Your goal.
Gather every line in the records below that contains the word "Arity".

Collected data entries.
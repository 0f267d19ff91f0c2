//! Operation records.
//!
//! An operation is the immutable descriptor of one pipeline step: what to
//! apply (method, operator, index, attribute projection, or free function),
//! the operand arguments, and whether the call is reversed (right-hand
//! operator variants flip the operand ordering).

use indexmap::IndexMap;
use smallvec::SmallVec;

use crate::error::{Error, Result};
use crate::observe::observable::FieldRef;
use crate::pipeline::operand::Operand;
use crate::value::{self, FreeFn, Value, methods, ops};
use crate::value::ops::{BinOp, UnOp};

/// Operand argument list; almost always one or two entries.
pub type Args = SmallVec<[Operand; 2]>;
/// Keyword operand arguments.
pub type Kwargs = IndexMap<String, Operand>;

/// What an operation applies to the incoming value.
#[derive(Debug, Clone)]
pub enum Callee {
    /// Invoke a method by name on the current value.
    Method(String),
    /// Read an attribute of the current value.
    Attr(String),
    /// Binary operator; the current value is the left operand unless the
    /// operation is reversed.
    Binary(BinOp),
    /// Unary operator.
    Unary(UnOp),
    /// Index the current value with the first argument.
    Index,
    /// Free function; the current value is inserted as the first positional
    /// argument (or second, when reversed).
    Func(FreeFn),
}

impl Callee {
    /// Short description for tracing.
    pub fn describe(&self) -> String {
        match self {
            Callee::Method(name) => format!(".{name}()"),
            Callee::Attr(name) => format!(".{name}"),
            Callee::Binary(op) => op.as_str().to_string(),
            Callee::Unary(op) => op.as_str().to_string(),
            Callee::Index => "[]".to_string(),
            Callee::Func(f) => format!("{}()", f.name()),
        }
    }
}

/// One immutable pipeline step.
#[derive(Debug, Clone)]
pub struct Operation {
    pub callee: Callee,
    pub args: Args,
    pub kwargs: Kwargs,
    pub reverse: bool,
}

impl Operation {
    pub fn method(name: impl Into<String>, args: Args, kwargs: Kwargs) -> Operation {
        Operation {
            callee: Callee::Method(name.into()),
            args,
            kwargs,
            reverse: false,
        }
    }

    pub fn attr(name: impl Into<String>) -> Operation {
        Operation {
            callee: Callee::Attr(name.into()),
            args: Args::new(),
            kwargs: Kwargs::new(),
            reverse: false,
        }
    }

    pub fn binary(op: BinOp, other: Operand, reverse: bool) -> Operation {
        let mut args = Args::new();
        args.push(other);
        Operation {
            callee: Callee::Binary(op),
            args,
            kwargs: Kwargs::new(),
            reverse,
        }
    }

    pub fn unary(op: UnOp) -> Operation {
        Operation {
            callee: Callee::Unary(op),
            args: Args::new(),
            kwargs: Kwargs::new(),
            reverse: false,
        }
    }

    pub fn index(key: Operand) -> Operation {
        let mut args = Args::new();
        args.push(key);
        Operation {
            callee: Callee::Index,
            args,
            kwargs: Kwargs::new(),
            reverse: false,
        }
    }

    pub fn func(f: FreeFn, args: Args, kwargs: Kwargs, reverse: bool) -> Operation {
        Operation {
            callee: Callee::Func(f),
            args,
            kwargs,
            reverse,
        }
    }

    /// Accumulate the field references of every operand (args and kwargs).
    pub fn refs(&self, out: &mut Vec<FieldRef>) {
        for arg in &self.args {
            arg.refs(out);
        }
        for arg in self.kwargs.values() {
            arg.refs(out);
        }
    }

    /// Apply this operation to `base`, resolving every operand now.
    pub fn apply(&self, base: &Value) -> Result<Value> {
        let args = self
            .args
            .iter()
            .map(Operand::resolve)
            .collect::<Result<Vec<_>>>()?;
        let mut kwargs: IndexMap<String, Value> = IndexMap::new();
        for (k, v) in &self.kwargs {
            kwargs.insert(k.clone(), v.resolve()?);
        }

        match &self.callee {
            Callee::Method(name) => methods::call(base, name, &args, &kwargs),
            Callee::Attr(name) => value::attr(base, name),
            Callee::Binary(op) => {
                let other = args.first().ok_or_else(|| Error::Arity {
                    name: op.as_str().to_string(),
                    expected: 1,
                    got: 0,
                })?;
                if self.reverse {
                    ops::binary(*op, other, base)
                } else {
                    ops::binary(*op, base, other)
                }
            }
            Callee::Unary(op) => ops::unary(*op, base),
            Callee::Index => {
                let key = args.first().ok_or_else(|| Error::Arity {
                    name: "[]".to_string(),
                    expected: 1,
                    got: 0,
                })?;
                value::index(base, key)
            }
            Callee::Func(f) => {
                // Forward: f(base, args...). Reverse: f(args[0], base, args[1..]).
                let mut full = Vec::with_capacity(args.len() + 1);
                if self.reverse && !args.is_empty() {
                    full.push(args[0].clone());
                    full.push(base.clone());
                    full.extend(args[1..].iter().cloned());
                } else {
                    full.push(base.clone());
                    full.extend(args.iter().cloned());
                }
                f.invoke(&full, &kwargs)
            }
        }
    }
}

// =============================================================================
// Tests
// =============================================================================

#[cfg(test)]
mod tests {
    use super::*;
    use crate::value::funcs;

    #[test]
    fn test_binary_forward_and_reverse() {
        let forward = Operation::binary(BinOp::Sub, Operand::from(2), false);
        assert_eq!(forward.apply(&Value::Int(5)).unwrap(), Value::Int(3));

        let reverse = Operation::binary(BinOp::Sub, Operand::from(2), true);
        assert_eq!(reverse.apply(&Value::Int(5)).unwrap(), Value::Int(-3));
    }

    #[test]
    fn test_method_with_kwargs() {
        let t = crate::value::Table::from_columns([(
            "a",
            (0..10).map(Value::Int).collect::<Vec<_>>(),
        )])
        .unwrap();
        let mut kwargs = Kwargs::new();
        kwargs.insert("n".into(), Operand::from(2));
        let op = Operation::method("head", Args::new(), kwargs);
        match op.apply(&Value::Table(t)).unwrap() {
            Value::Table(t) => assert_eq!(t.len(), 2),
            other => panic!("expected table, got {other:?}"),
        }
    }

    #[test]
    fn test_free_function_reverse_inserts_base_second() {
        // divmod(7, base)
        let mut args = Args::new();
        args.push(Operand::from(7));
        let op = Operation::func(funcs::divmod(), args, Kwargs::new(), true);
        assert_eq!(
            op.apply(&Value::Int(2)).unwrap(),
            Value::List(vec![Value::Int(3), Value::Int(1)])
        );
    }

    #[test]
    fn test_index_operation() {
        let op = Operation::index(Operand::from(1));
        let list = Value::List(vec![Value::Int(10), Value::Int(20)]);
        assert_eq!(op.apply(&list).unwrap(), Value::Int(20));
    }

    #[test]
    fn test_attr_operation() {
        let mut m = IndexMap::new();
        m.insert("x".to_string(), Value::Int(1));
        let op = Operation::attr("x");
        assert_eq!(op.apply(&Value::Map(m)).unwrap(), Value::Int(1));
    }
}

Task result.
                let other = args.first().ok_or_else(|| Error::Arity {
                let key = args.first().ok_or_else(|| Error::Arity {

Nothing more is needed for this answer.